クズなキミからの不適切な溺愛


「間に合ったー」

「マジでギリすね」

何とか始業五分前に自社ビルのエレベーターに乗り込むと私たちは三階を目指す。

すでにほとんどの社員が出社しているのだろう。エレベーターは二人きりだ。


扉が閉まれば、すぐに吉良くんが「あっ」と声を漏らした。

「吉良くん、どうかした?」

「あ、光莉さんに言うの忘れたなって」

「何を?」

「ええっと、俺の身元?」

「え? どういうこと」

「それはですね……」

彼は手元の時計を確認する。


「ああっ、やっぱ時間ないな。とりあえず、俺は俺なんで嫌いにならないでってそれだけです」

(?)

そしてエレベーターを降りると、滑り込みで私たちはそれぞれのデスクに到着した。

すぐに課長の朝礼が始まるかと思いきや、課長さらteamsに接続するよう指示される。

(朝からなんだろう)


teamsの画面に映し出されたのは、50代の男性だった。そしてその男性は我が社の社員なら誰もが知っている人物だ。
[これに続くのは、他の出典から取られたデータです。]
//! CLI interface for the team optimizer

use crate::config::OutputFormat;
use crate::output::report::OptimizationMode;
use clap::{Parser, Subcommand};
use std::path::{Path, PathBuf};

#[derive(Parser)]
#[command(name = "team-optimizer")]
#[command(about = "Constraint-aware team assignment search and scoring")]
#[command(long_about = "Match employees to project roles with semantic embeddings, enforce staffing constraints, and score workload balance and team chemistry")]
pub struct Cli {
    #[command(subcommand)]
    pub command: Commands,

    /// Enable verbose logging
    #[arg(short, long, global = true)]
    pub verbose: bool,

    /// Configuration file path
    #[arg(short, long, global = true)]
    pub config: Option<PathBuf>,
}

#[derive(Subcommand)]
pub enum Commands {
    /// Assemble and rank teams for a project
    Optimize {
        /// Snapshot file holding projects and employees (JSON, TOML)
        #[arg(short, long)]
        snapshot: PathBuf,

        /// Project id within the snapshot
        #[arg(short, long)]
        project: String,

        /// Optimization mode: advanced, basic
        #[arg(short, long, default_value = "advanced")]
        mode: String,

        /// Seed for the chemistry noise source
        #[arg(long)]
        seed: Option<u64>,

        /// Output format: console, json, markdown, html
        #[arg(short, long)]
        output: Option<String>,

        /// Save output to file
        #[arg(long)]
        save: Option<PathBuf>,

        /// Show every ranked team and full metrics
        #[arg(short, long)]
        detailed: bool,
    },

    /// List the projects in a snapshot
    Projects {
        #[arg(short, long)]
        snapshot: PathBuf,
    },

    /// Parse a constraint string and print the resulting predicates
    Constraints {
        /// e.g. "at least 2 senior, max 1 junior, must have python"
        text: String,
    },

    /// Embedding model management
    Models {
        #[command(subcommand)]
        action: ModelAction,
    },

    /// Show or change configuration
    Config {
        #[command(subcommand)]
        action: Option<ConfigAction>,
    },
}

#[derive(Subcommand)]
pub enum ModelAction {
    /// List available embedding models
    List,

    /// Download a model
    Download {
        /// Model id, name or Hugging Face repo id
        model: String,

        /// Force re-download if model exists
        #[arg(short, long)]
        force: bool,
    },

    /// Remove a downloaded model
    Remove { model: String },

    /// Show model information
    Info { model: String },
}

#[derive(Subcommand)]
pub enum ConfigAction {
    /// Show current configuration
    Show,

    /// Reset configuration to defaults
    Reset,

    /// Set a configuration value
    Set {
        /// Configuration key (e.g., "chemistry.seed")
        key: String,

        value: String,
    },
}

pub fn parse_output_format(format: &str) -> Result<OutputFormat, String> {
    match format.to_lowercase().as_str() {
        "console" => Ok(OutputFormat::Console),
        "json" => Ok(OutputFormat::Json),
        "markdown" | "md" => Ok(OutputFormat::Markdown),
        "html" => Ok(OutputFormat::Html),
        _ => Err(format!(
            "Invalid output format: {}. Supported: console, json, markdown, html",
            format
        )),
    }
}

pub fn parse_mode(mode: &str) -> Result<OptimizationMode, String> {
    match mode.to_lowercase().as_str() {
        "advanced" => Ok(OptimizationMode::Advanced),
        "basic" | "simple" => Ok(OptimizationMode::Basic),
        _ => Err(format!("Invalid mode: {}. Supported: advanced, basic", mode)),
    }
}

pub fn validate_file_extension(path: &Path, allowed_extensions: &[&str]) -> Result<(), String> {
    match path.extension().and_then(|ext| ext.to_str()) {
        Some(ext) if allowed_extensions.contains(&ext.to_lowercase().as_str()) => Ok(()),
        Some(ext) => Err(format!(
            "Unsupported file extension: .{}. Allowed: {}",
            ext,
            allowed_extensions.join(", ")
        )),
        None => Err("File has no extension".to_string()),
    }
}
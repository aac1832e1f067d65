//! Optimization engine coordinating matching, enumeration, scoring and metrics

use crate::audit::{notify_in_background, AuditEvent, AuditSink};
use crate::config::{ChemistryModel, Config, OptimizationConfig, ScoringConfig, WorkloadStrategy};
use crate::error::{Result, TeamOptimizerError};
use crate::input::store::DocumentStore;
use crate::output::report::{
    OptimizationMode, OptimizationReport, ReportMetadata, TeamConfidence, TeamMemberView, TeamReport,
};
use crate::processing::chemistry::ChemistryCalculator;
use crate::processing::constraints::{parse_constraints, ConstraintSet};
use crate::processing::embeddings::{EmbeddingBackend, SemanticMatcher};
use crate::processing::enumerator::{enumerate_assignments, fallback_assignment};
use crate::processing::model::{Employee, Project};
use crate::processing::recommendations::generate_recommendations;
use crate::processing::scorer::{fallback_candidate, rank, ConstraintScorer, ScoredCandidate};
use crate::processing::workload::WorkloadCalculator;
use chrono::Utc;
use log::{debug, info, warn};
use rand::rngs::StdRng;
use rand::{Rng, SeedableRng};
use std::collections::HashSet;
use std::sync::Arc;
use std::time::Instant;

/// Fit awarded by the basic planner to an employee's first role.
pub const BASIC_FIRST_USE_SCORE: f64 = 0.8;
/// Fit awarded by the basic planner to every further role of the same employee.
pub const BASIC_REPEAT_SCORE: f64 = 0.5;

/// Ranked candidates plus bookkeeping about how they were found.
#[derive(Debug, Clone)]
pub struct SearchOutcome {
    pub teams: Vec<ScoredCandidate>,
    pub confidence: TeamConfidence,
    pub candidates_enumerated: usize,
    pub candidates_surviving: usize,
}

/// Stateless between calls; cheap to clone and share across tasks.
#[derive(Clone)]
pub struct TeamOptimizer {
    matcher: Option<SemanticMatcher>,
    optimization: OptimizationConfig,
    workload_strategy: WorkloadStrategy,
    chemistry_model: ChemistryModel,
    scoring: ScoringConfig,
    seed: Option<u64>,
    audit: Option<Arc<dyn AuditSink>>,
}

impl TeamOptimizer {
    /// `backend` may be `None` when only basic mode will be used.
    pub fn new(config: &Config, backend: Option<Arc<dyn EmbeddingBackend>>) -> Self {
        let matcher =
            backend.map(|backend| SemanticMatcher::new(backend, config.optimization.generic_vocabulary.clone()));

        Self {
            matcher,
            optimization: config.optimization.clone(),
            workload_strategy: config.workload.strategy,
            chemistry_model: config.chemistry.model,
            scoring: config.scoring.clone(),
            seed: config.chemistry.seed,
            audit: None,
        }
    }

    pub fn with_audit(mut self, sink: Option<Arc<dyn AuditSink>>) -> Self {
        self.audit = sink;
        self
    }

    pub fn with_seed(mut self, seed: Option<u64>) -> Self {
        if seed.is_some() {
            self.seed = seed;
        }
        self
    }

    /// Fetch the project and roster from `store` and optimize the team.
    ///
    /// The CPU-bound work runs on a blocking worker thread and completes
    /// before the result is returned.
    pub async fn optimize<S: DocumentStore>(
        &self,
        store: &S,
        project_id: &str,
        mode: OptimizationMode,
    ) -> Result<OptimizationReport> {
        let project_record = store.project(project_id).await?;
        let employee_records = store.employees().await?;

        let project = Project::from_record(project_id, &project_record);
        let employees: Vec<Employee> = employee_records
            .iter()
            .enumerate()
            .map(|(i, record)| Employee::from_record(record, i))
            .collect();

        info!(
            "Optimizing project '{}' ({} roles, {} employees, {} mode)",
            project.name,
            project.roles.len(),
            employees.len(),
            mode
        );

        let optimizer = self.clone();
        let seed = self.seed;
        let report = tokio::task::spawn_blocking(move || {
            let mut rng = match seed {
                Some(seed) => StdRng::seed_from_u64(seed),
                None => StdRng::from_os_rng(),
            };
            optimizer.evaluate(&project, &employees, mode, &mut rng)
        })
        .await
        .map_err(|e| TeamOptimizerError::Processing(format!("Optimization task failed: {}", e)))??;

        if let Some(sink) = &self.audit {
            let event = AuditEvent::optimize(project_id, &mode.to_string(), report.is_fallback());
            notify_in_background(Arc::clone(sink), event).await;
        }

        Ok(report)
    }

    /// Run one optimization over an already-resolved snapshot.
    pub fn evaluate<R: Rng>(
        &self,
        project: &Project,
        employees: &[Employee],
        mode: OptimizationMode,
        rng: &mut R,
    ) -> Result<OptimizationReport> {
        let start_time = Instant::now();

        if employees.is_empty() {
            return Err(TeamOptimizerError::NoCandidatePool(project.id.clone()));
        }

        let constraints = parse_constraints(&project.constraints);
        if !constraints.ignored.is_empty() {
            info!("Ignored {} unrecognized constraint clause(s)", constraints.ignored.len());
        }

        let (outcome, embedding_model) = match mode {
            OptimizationMode::Advanced => {
                let matcher = self.matcher.as_ref().ok_or_else(|| {
                    TeamOptimizerError::EmbeddingUnavailable("No embedding backend configured".to_string())
                })?;
                let outcome = self.search(project, employees, &constraints, matcher)?;
                (outcome, Some(matcher.model_name().to_string()))
            }
            OptimizationMode::Basic => (self.basic_assignment(project, employees)?, None),
        };

        let (workload_strategy, chemistry_model) = match mode {
            OptimizationMode::Advanced => (self.workload_strategy, self.chemistry_model),
            OptimizationMode::Basic => (WorkloadStrategy::Flat, ChemistryModel::Simple),
        };

        let best = outcome
            .teams
            .first()
            .ok_or_else(|| TeamOptimizerError::NoCandidatePool(project.id.clone()))?;

        let workload_metrics = WorkloadCalculator::new(workload_strategy).calculate(&best.assignment, employees);
        let chemistry_metrics = ChemistryCalculator::new(chemistry_model).calculate(&best.assignment, employees, rng);
        let recommendations = generate_recommendations(&workload_metrics, &chemistry_metrics, best.assignment.len());

        let base_score = match mode {
            OptimizationMode::Advanced => best.total,
            OptimizationMode::Basic => best.total / best.explanations.len().max(1) as f64,
        };
        let overall_score = (base_score
            + workload_metrics.balance_score * self.scoring.workload_bonus_weight
            + chemistry_metrics.overall_chemistry * self.scoring.chemistry_bonus_weight)
            .min(1.0);

        let teams = outcome
            .teams
            .iter()
            .enumerate()
            .map(|(i, candidate)| Self::team_report(i + 1, candidate, project, employees))
            .collect();

        let processing_time_ms = start_time.elapsed().as_millis() as u64;
        info!(
            "Optimization finished in {}ms: overall score {:.1}%",
            processing_time_ms,
            overall_score * 100.0
        );

        Ok(OptimizationReport {
            project_id: project.id.clone(),
            project_name: project.name.clone(),
            mode,
            teams,
            confidence: outcome.confidence,
            workload_metrics,
            chemistry_metrics,
            recommendations,
            overall_score,
            constraints,
            metadata: ReportMetadata {
                generated_at: Utc::now(),
                optimizer_version: env!("CARGO_PKG_VERSION").to_string(),
                processing_time_ms,
                embedding_model,
                candidates_enumerated: outcome.candidates_enumerated,
                candidates_surviving: outcome.candidates_surviving,
            },
        })
    }

    /// Enumerate, filter and rank assignments, falling back to a degraded
    /// team when nothing usable survives.
    pub fn search(
        &self,
        project: &Project,
        employees: &[Employee],
        constraints: &ConstraintSet,
        matcher: &SemanticMatcher,
    ) -> Result<SearchOutcome> {
        let role_count = project.roles.len();
        let employee_count = employees.len();

        let matrix = matcher.similarity_matrix(&project.role_labels(), employees)?;

        let candidates = enumerate_assignments(employee_count, role_count, self.optimization.candidate_cap);
        let scorer = ConstraintScorer::new(constraints);
        let surviving: Vec<ScoredCandidate> = candidates
            .iter()
            .enumerate()
            .filter_map(|(order, assignment)| scorer.score(order, assignment, employees, &matrix))
            .collect();

        info!(
            "Enumerated {} candidate(s), {} passed hard constraints",
            candidates.len(),
            surviving.len()
        );

        let candidates_enumerated = candidates.len();
        let candidates_surviving = surviving.len();

        // A lone employee asked to cover several roles leaves nothing to rank.
        let single_person_team = employee_count == 1 && role_count > 1;

        if surviving.is_empty() || single_person_team {
            warn!(
                "No rankable team for project '{}', using fallback assignment",
                project.name
            );
            let assignment = fallback_assignment(employee_count, role_count)
                .ok_or_else(|| TeamOptimizerError::NoCandidatePool(project.id.clone()))?;
            let fallback = fallback_candidate(
                assignment,
                self.optimization.fallback_first_use_score,
                self.optimization.fallback_repeat_score,
            );

            return Ok(SearchOutcome {
                teams: vec![fallback],
                confidence: TeamConfidence::Fallback,
                candidates_enumerated,
                candidates_surviving,
            });
        }

        let teams = rank(surviving, self.optimization.top_k);
        debug!(
            "Top team totals: {:?}",
            teams.iter().map(|t| t.total).collect::<Vec<_>>()
        );

        Ok(SearchOutcome {
            teams,
            confidence: TeamConfidence::Ranked,
            candidates_enumerated,
            candidates_surviving,
        })
    }

    /// Sequential role i <- employee i (mod pool) with fixed scores.
    fn basic_assignment(&self, project: &Project, employees: &[Employee]) -> Result<SearchOutcome> {
        let assignment = fallback_assignment(employees.len(), project.roles.len())
            .ok_or_else(|| TeamOptimizerError::NoCandidatePool(project.id.clone()))?;

        Ok(SearchOutcome {
            teams: vec![fallback_candidate(assignment, BASIC_FIRST_USE_SCORE, BASIC_REPEAT_SCORE)],
            confidence: TeamConfidence::Heuristic,
            candidates_enumerated: 1,
            candidates_surviving: 1,
        })
    }

    fn team_report(rank: usize, candidate: &ScoredCandidate, project: &Project, employees: &[Employee]) -> TeamReport {
        let mut seen = HashSet::new();
        let members = candidate
            .assignment
            .iter()
            .zip(project.roles.iter())
            .map(|(&index, role)| {
                let employee = &employees[index];
                TeamMemberView {
                    name: employee.name.clone(),
                    role: role.role.clone(),
                    skills: employee.skills.clone(),
                    gender: employee.raw_gender.clone(),
                    reused: !seen.insert(index),
                }
            })
            .collect();

        TeamReport {
            rank,
            members,
            explanations: candidate.explanations.clone(),
            total_score: candidate.total,
            diversity_score: candidate.diversity_score,
        }
    }
}

#[cfg(test)]
mod tests {
    use super::*;
    use crate::processing::embeddings::HashingBackend;
    use crate::processing::model::{Gender, RoleRequirement, Skill, SkillLevel};

    fn project(roles: &[&str], constraints: &str) -> Project {
        Project {
            id: "p1".to_string(),
            name: "Apollo".to_string(),
            description: String::new(),
            roles: roles
                .iter()
                .map(|r| RoleRequirement { role: r.to_string(), description: None })
                .collect(),
            constraints: constraints.to_string(),
        }
    }

    fn employee(name: &str, skills: &[(&str, SkillLevel)]) -> Employee {
        Employee {
            id: name.to_lowercase(),
            name: name.to_string(),
            email: String::new(),
            skills: skills
                .iter()
                .map(|(n, l)| Skill { name: n.to_string(), level: Some(*l) })
                .collect(),
            gender: Gender::Other,
            raw_gender: None,
            department: None,
        }
    }

    fn optimizer() -> TeamOptimizer {
        TeamOptimizer::new(&Config::default(), Some(Arc::new(HashingBackend::default())))
    }

    #[test]
    fn test_empty_pool_is_an_error() {
        let result = optimizer().evaluate(
            &project(&["Engineer"], ""),
            &[],
            OptimizationMode::Advanced,
            &mut StdRng::seed_from_u64(1),
        );
        assert!(matches!(result, Err(TeamOptimizerError::NoCandidatePool(_))));
    }

    #[test]
    fn test_advanced_without_backend_is_unavailable() {
        let optimizer = TeamOptimizer::new(&Config::default(), None);
        let employees = vec![employee("Alice", &[("rust", SkillLevel::Mid)])];
        let result = optimizer.evaluate(
            &project(&["Engineer"], ""),
            &employees,
            OptimizationMode::Advanced,
            &mut StdRng::seed_from_u64(1),
        );
        assert!(matches!(result, Err(TeamOptimizerError::EmbeddingUnavailable(_))));
    }

    #[test]
    fn test_unsatisfiable_must_have_falls_back() {
        let employees = vec![
            employee("Alice", &[("rust", SkillLevel::Mid)]),
            employee("Bob", &[("go", SkillLevel::Junior)]),
        ];
        let report = optimizer()
            .evaluate(
                &project(&["Engineer", "Reviewer"], "must have cobol"),
                &employees,
                OptimizationMode::Advanced,
                &mut StdRng::seed_from_u64(1),
            )
            .unwrap();

        assert_eq!(report.confidence, TeamConfidence::Fallback);
        assert_eq!(report.teams.len(), 1);
        assert_eq!(report.teams[0].explanations, vec![0.5, 0.5]);
        assert_eq!(report.metadata.candidates_surviving, 0);
    }

    #[test]
    fn test_basic_mode_scores() {
        let employees = vec![
            employee("Alice", &[("rust", SkillLevel::Mid)]),
            employee("Bob", &[("go", SkillLevel::Junior)]),
        ];
        let report = TeamOptimizer::new(&Config::default(), None)
            .evaluate(
                &project(&["A", "B", "C"], ""),
                &employees,
                OptimizationMode::Basic,
                &mut StdRng::seed_from_u64(1),
            )
            .unwrap();

        assert_eq!(report.confidence, TeamConfidence::Heuristic);
        assert_eq!(report.teams[0].explanations, vec![0.8, 0.8, 0.5]);
        assert!(report.teams[0].members[2].reused);
        assert!(report.metadata.embedding_model.is_none());
        assert!(report.overall_score <= 1.0);
    }
}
『皆さん、おはよう御座います。代表取締 役を務めている樹城寛志(きしろかんじ)です。本来ならば皆さまの前で直接お話しするべきところですが、仕事の都合がつかず申し訳ありません』

(社長ロス在住だったよね)

(それと社長からこんな突然の朝礼?って初めてかも)

樹城社長は今季の売上達成率や目指すべき数字について簡単に説明していく。